Las plantas se alimentan de los nutrientes que sus raíces extraen del sustrato, y en una maceta esos nutrientes se agotan rápido. De ahí que haya que abonar. Pero, ¿hace falta además darles vitaminas? La respuesta corta te va a sorprender: las plantas fabrican sus propias vitaminas. Vamos con la larga.
¿Necesitan vitaminas las plantas?

Las vitaminas son imprescindibles para el metabolismo de una planta, igual que para el nuestro. La diferencia es de dónde salen. Los animales no podemos sintetizar la mayoría y tenemos que comerlas; las plantas se las fabrican ellas mismas. De hecho, esa es la razón por la que comemos verdura: las vitaminas de nuestra dieta vienen, directa o indirectamente, de las plantas.
Así que una planta sana, con luz suficiente y bien abonada, no tiene un déficit de vitaminas que corregir. Lo que sí puede tener es un problema de energía cuando está bajo estrés, y ahí es donde entran los productos que solemos llamar «vitaminas para plantas», que en rigor son bioestimulantes.
¿Qué vitaminas produce una planta y para qué le sirven?
Merece la pena conocerlas, porque explican bastante bien qué está pasando dentro de la hoja:
- Vitamina B1 (tiamina). Cofactor del metabolismo de los azúcares, es decir, de convertir en energía utilizable lo que produce la fotosíntesis. Participa en la respuesta al estrés.
- Vitamina B2 (riboflavina). Precursora de dos transportadores de electrones esenciales en la respiración celular.
- Vitamina B6 (piridoxina). Cofactor en el metabolismo de los aminoácidos y antioxidante frente al daño oxidativo.
- Vitamina C (ascorbato). El principal antioxidante de la planta. Neutraliza los radicales libres que genera el exceso de luz y ayuda frente al estrés hídrico y la radiación UV.
- Vitamina E (tocoferoles). Protege las membranas celulares de la oxidación, sobre todo cuando la planta pasa frío o recibe más luz de la que puede procesar.
- Vitamina K (filoquinona). Forma parte de la cadena de transporte de electrones del fotosistema I: sin ella, literalmente, no hay fotosíntesis.
Entonces, ¿para qué sirve un bioestimulante?

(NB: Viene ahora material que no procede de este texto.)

#[cfg(test)]
mod tests {
    use super::*;
    use reqwest::cookie::CookieStore;
    use tempfile::TempDir;
    use wiremock::matchers::{header, method, path, query_param};
    use wiremock::{Mock, MockServer, ResponseTemplate};

    fn cookie_header(client: &ArchiveClient, url: &str) -> String {
        client
            .jar
            .cookies(&Url::parse(url).unwrap())
            .map(|v| v.to_str().unwrap().to_string())
            .unwrap_or_default()
    }

    const SESSION_JSON: &str = r#"{
        "cookies": [
            {"name": "substack.sid", "value": "s:session-value", "domain": ".substack.com", "path": "/"},
            {"name": "visit_id", "value": "v1", "domain": "example.substack.com", "path": "/"}
        ],
        "local_storage": {},
        "user_agent": "Mozilla/5.0 (X11; Linux x86_64) Captured/1.0"
    }"#;

    #[test]
    fn test_session_cookie_name() {
        assert_eq!(session_cookie_name("read.substack.com"), "substack.sid");
        assert_eq!(session_cookie_name("substack.com"), "substack.sid");
        assert_eq!(session_cookie_name("www.lennysnewsletter.com"), "connect.sid");
        assert_eq!(session_cookie_name("notsubstack.com"), "connect.sid");
        assert_eq!(session_cookie_name("mail.substack.com.proxy.net"), "connect.sid");
        assert_eq!(session_cookie_name("Read.Substack.com"), "substack.sid");
    }

    #[test]
    fn test_secret_is_decoded_and_named_for_hosted_domain() {
        let client = ArchiveClient::new("https://example.substack.com/", Some("s%3Aabc.def")).unwrap();
        assert_eq!(client.base(), "https://example.substack.com");
        assert_eq!(
            cookie_header(&client, "https://example.substack.com/api/v1/archive"),
            "substack.sid=s:abc.def"
        );
    }

    #[test]
    fn test_secret_named_for_custom_domain() {
        let client = ArchiveClient::new("https://www.example.com", Some("s:xyz")).unwrap();
        assert_eq!(
            cookie_header(&client, "https://www.example.com/"),
            "connect.sid=s:xyz"
        );
    }

    #[test]
    fn test_domain_keeps_explicit_port() {
        let plain = ArchiveClient::new("https://example.substack.com", None).unwrap();
        assert_eq!(plain.domain(), "example.substack.com");
        let default_port = ArchiveClient::new("https://example.substack.com:443", None).unwrap();
        assert_eq!(default_port.domain(), "example.substack.com");
        let local = ArchiveClient::new("http://127.0.0.1:8080/", None).unwrap();
        assert_eq!(local.domain(), "127.0.0.1:8080");
        assert_eq!(local.host(), "127.0.0.1");
    }

    #[test]
    fn test_invalid_base_url() {
        let err = ArchiveClient::new("example.substack.com", None).unwrap_err();
        assert!(matches!(err, ScrapeError::InvalidUrl { .. }));
    }

    #[test]
    fn test_endpoint_joins_base() {
        let client = ArchiveClient::new("https://example.substack.com//", None).unwrap();
        assert_eq!(
            client.endpoint("/api/v1/archive"),
            "https://example.substack.com/api/v1/archive"
        );
        assert_eq!(client.user_agent(), DEFAULT_USER_AGENT);
    }

    #[test]
    fn test_load_session_installs_cookies_and_user_agent() {
        let tmp = TempDir::new().unwrap();
        let file = tmp.path().join("substack_session.json");
        std::fs::write(&file, SESSION_JSON).unwrap();

        let mut client = ArchiveClient::new("https://example.substack.com", None).unwrap();
        assert!(client.load_session(&file));
        assert_eq!(client.user_agent(), "Mozilla/5.0 (X11; Linux x86_64) Captured/1.0");

        let cookies = cookie_header(&client, "https://example.substack.com/api/v1/archive");
        assert!(cookies.contains("substack.sid=s:session-value"));
        assert!(cookies.contains("visit_id=v1"));

        // The domain cookie reaches sibling publications, the host-only one does not.
        let sibling = cookie_header(&client, "https://other.substack.com/");
        assert!(sibling.contains("substack.sid=s:session-value"));
        assert!(!sibling.contains("visit_id"));
    }

    #[test]
    fn test_load_session_malformed_leaves_client_untouched() {
        let tmp = TempDir::new().unwrap();
        let file = tmp.path().join("substack_session.json");
        std::fs::write(&file, "{ not json").unwrap();

        let mut client = ArchiveClient::new("https://example.substack.com", None).unwrap();
        assert!(!client.load_session(&file));
        assert!(!client.load_session(&tmp.path().join("missing.json")));
        assert_eq!(client.user_agent(), DEFAULT_USER_AGENT);
        assert_eq!(cookie_header(&client, "https://example.substack.com/"), "");
    }

    #[test]
    fn test_read_session_reports_path() {
        let err = read_session(Path::new("/nonexistent/substack_session.json")).unwrap_err();
        assert!(matches!(err, ScrapeError::Credential { .. }));
        assert!(err.to_string().contains("/nonexistent/substack_session.json"));
    }

    #[test]
    fn test_session_candidates_order() {
        let dir = Path::new("/sessions");
        let explicit = Path::new("/elsewhere/mine.json");
        let candidates = session_candidates(dir, "example.substack.com", Some(explicit));
        assert_eq!(
            candidates,
            vec![
                PathBuf::from("/elsewhere/mine.json"),
                PathBuf::from("/sessions/substack_session_example.substack.com.json"),
                PathBuf::from("/sessions/substack_session.json"),
            ]
        );
    }

    #[test]
    fn test_authenticate_explicit_secret_wins() {
        let tmp = TempDir::new().unwrap();
        std::fs::write(tmp.path().join("substack_session.json"), SESSION_JSON).unwrap();
        let creds = Credentials {
            secret: Some("s:explicit"),
            session_file: None,
            session_dir: tmp.path(),
            env_secret: Some("s:env"),
        };
        let (client, source) = ArchiveClient::authenticate("https://example.substack.com", &creds).unwrap();
        assert_eq!(source, CredentialSource::ExplicitSecret);
        assert_eq!(client.user_agent(), DEFAULT_USER_AGENT);
        assert_eq!(
            cookie_header(&client, "https://example.substack.com/"),
            "substack.sid=s:explicit"
        );
    }

    #[test]
    fn test_authenticate_falls_through_malformed_descriptor() {
        let tmp = TempDir::new().unwrap();
        std::fs::write(
            tmp.path().join("substack_session_example.substack.com.json"),
            "garbage",
        )
        .unwrap();
        std::fs::write(tmp.path().join("substack_session.json"), SESSION_JSON).unwrap();
        let creds = Credentials {
            secret: None,
            session_file: None,
            session_dir: tmp.path(),
            env_secret: None,
        };
        let (client, source) = ArchiveClient::authenticate("https://example.substack.com", &creds).unwrap();
        assert_eq!(
            source,
            CredentialSource::SessionFile(tmp.path().join("substack_session.json"))
        );
        assert!(client.user_agent().contains("Captured/1.0"));
    }

    #[test]
    fn test_authenticate_environment_then_anonymous() {
        let tmp = TempDir::new().unwrap();
        let creds = Credentials {
            secret: None,
            session_file: None,
            session_dir: tmp.path(),
            env_secret: Some("s%3Aenv"),
        };
        let (client, source) = ArchiveClient::authenticate("https://www.example.com", &creds).unwrap();
        assert_eq!(source, CredentialSource::EnvironmentSecret);
        assert_eq!(cookie_header(&client, "https://www.example.com/"), "connect.sid=s:env");

        let anonymous = Credentials {
            env_secret: Some("   "),
            ..creds
        };
        let (client, source) = ArchiveClient::authenticate("https://www.example.com", &anonymous).unwrap();
        assert_eq!(source, CredentialSource::Anonymous);
        assert_eq!(cookie_header(&client, "https://www.example.com/"), "");
    }

    #[tokio::test]
    async fn test_get_json_sends_identity() {
        let server = MockServer::start().await;
        Mock::given(method("GET"))
            .and(path("/api/v1/archive"))
            .and(query_param("sort", "new"))
            .and(header("user-agent", "Captured/2.0"))
            .and(header("cookie", "connect.sid=s:tok"))
            .respond_with(ResponseTemplate::new(200).set_body_json(serde_json::json!([{"slug": "a"}])))
            .expect(1)
            .mount(&server)
            .await;

        let mut client = ArchiveClient::new(&server.uri(), Some("s:tok")).unwrap();
        client.install_session(&SessionState {
            user_agent: Some("Captured/2.0".to_string()),
            ..SessionState::default()
        });

        let body: serde_json::Value = client
            .get_json("/api/v1/archive", &[("sort", "new".to_string())])
            .await
            .unwrap();
        assert_eq!(body[0]["slug"], "a");
    }

    #[tokio::test]
    async fn test_get_json_maps_http_errors_to_transport() {
        let server = MockServer::start().await;
        Mock::given(method("GET"))
            .and(path("/api/v1/posts/gone"))
            .respond_with(ResponseTemplate::new(404))
            .mount(&server)
            .await;

        let client = ArchiveClient::new(&server.uri(), None).unwrap();
        let err = client
            .get_json::<serde_json::Value>("/api/v1/posts/gone", &[])
            .await
            .unwrap_err();
        assert!(err.is_transport());
        assert!(err.to_string().contains("/api/v1/posts/gone"));
    }
}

Aquí está la parte útil. Cuando una planta sufre —trasplante, poda, calor extremo, frío, un traslado, una plaga recién superada— gasta mucha energía en defenderse y le queda poca para crecer. Un bioestimulante no la alimenta: le ahorra trabajo.
El caso más claro son los aminoácidos libres. Una planta fabrica sus propios aminoácidos a partir del nitrógeno, pero es un proceso que cuesta energía. Si se los das ya montados, se salta ese paso y puede dedicar ese ahorro a recuperarse. Además, algunos aminoácidos se unen a los micronutrientes formando quelatos, lo que mejora su absorción en sustratos de pH alto, donde el hierro y el manganeso suelen quedar bloqueados.
Esa es exactamente la idea detrás de nuestro Vitamin: aminoácidos libres para los momentos de bajona. Y el Plant Food, en cambio, sí es alimento: el abono que aporta los nutrientes que el sustrato ya no tiene.
¿Funcionan los remedios caseros, como regar con zumo de naranja?
No, y conviene decirlo claro porque circula mucho. Regar con zumo de naranja para «aportar vitamina C» no funciona y puede hacerle daño a la planta, por tres motivos:
- No lo necesita. La planta sintetiza su propio ascorbato; no lo absorbe por la raíz como si fuera un suplemento.
- Los azúcares alimentan a quien no debes. El zumo lleva azúcar, y el azúcar en el sustrato es un festival para hongos, bacterias y mosquitas del sustrato.
- Acidifica de golpe. Un zumo de naranja ronda un pH de 3,5. Vertido en la maceta altera bruscamente el pH y puede dañar las raíces y bloquear la absorción de otros nutrientes.
Lo mismo vale para el agua de cocer verduras con sal, los posos de café en cantidad o la leche. Si quieres tirar de casero, quédate con el humus de lombriz o un compost bien hecho, que sí aportan nutrientes de verdad.
¿Bioestimulante o abono?
No son intercambiables, son complementarios. El abono alimenta; el bioestimulante ayuda a aprovechar mejor esa comida y a superar los malos momentos. Un bioestimulante no rescata a una planta que lleva un año sin abonar, ni sustituye a la luz que le falta.
Y antes de recurrir a nada de esto, revisa lo básico: la mayoría de plantas que «no tiran» no necesitan un suplemento, necesitan más luz, un riego mejor ajustado o un sustrato que ya toca cambiar.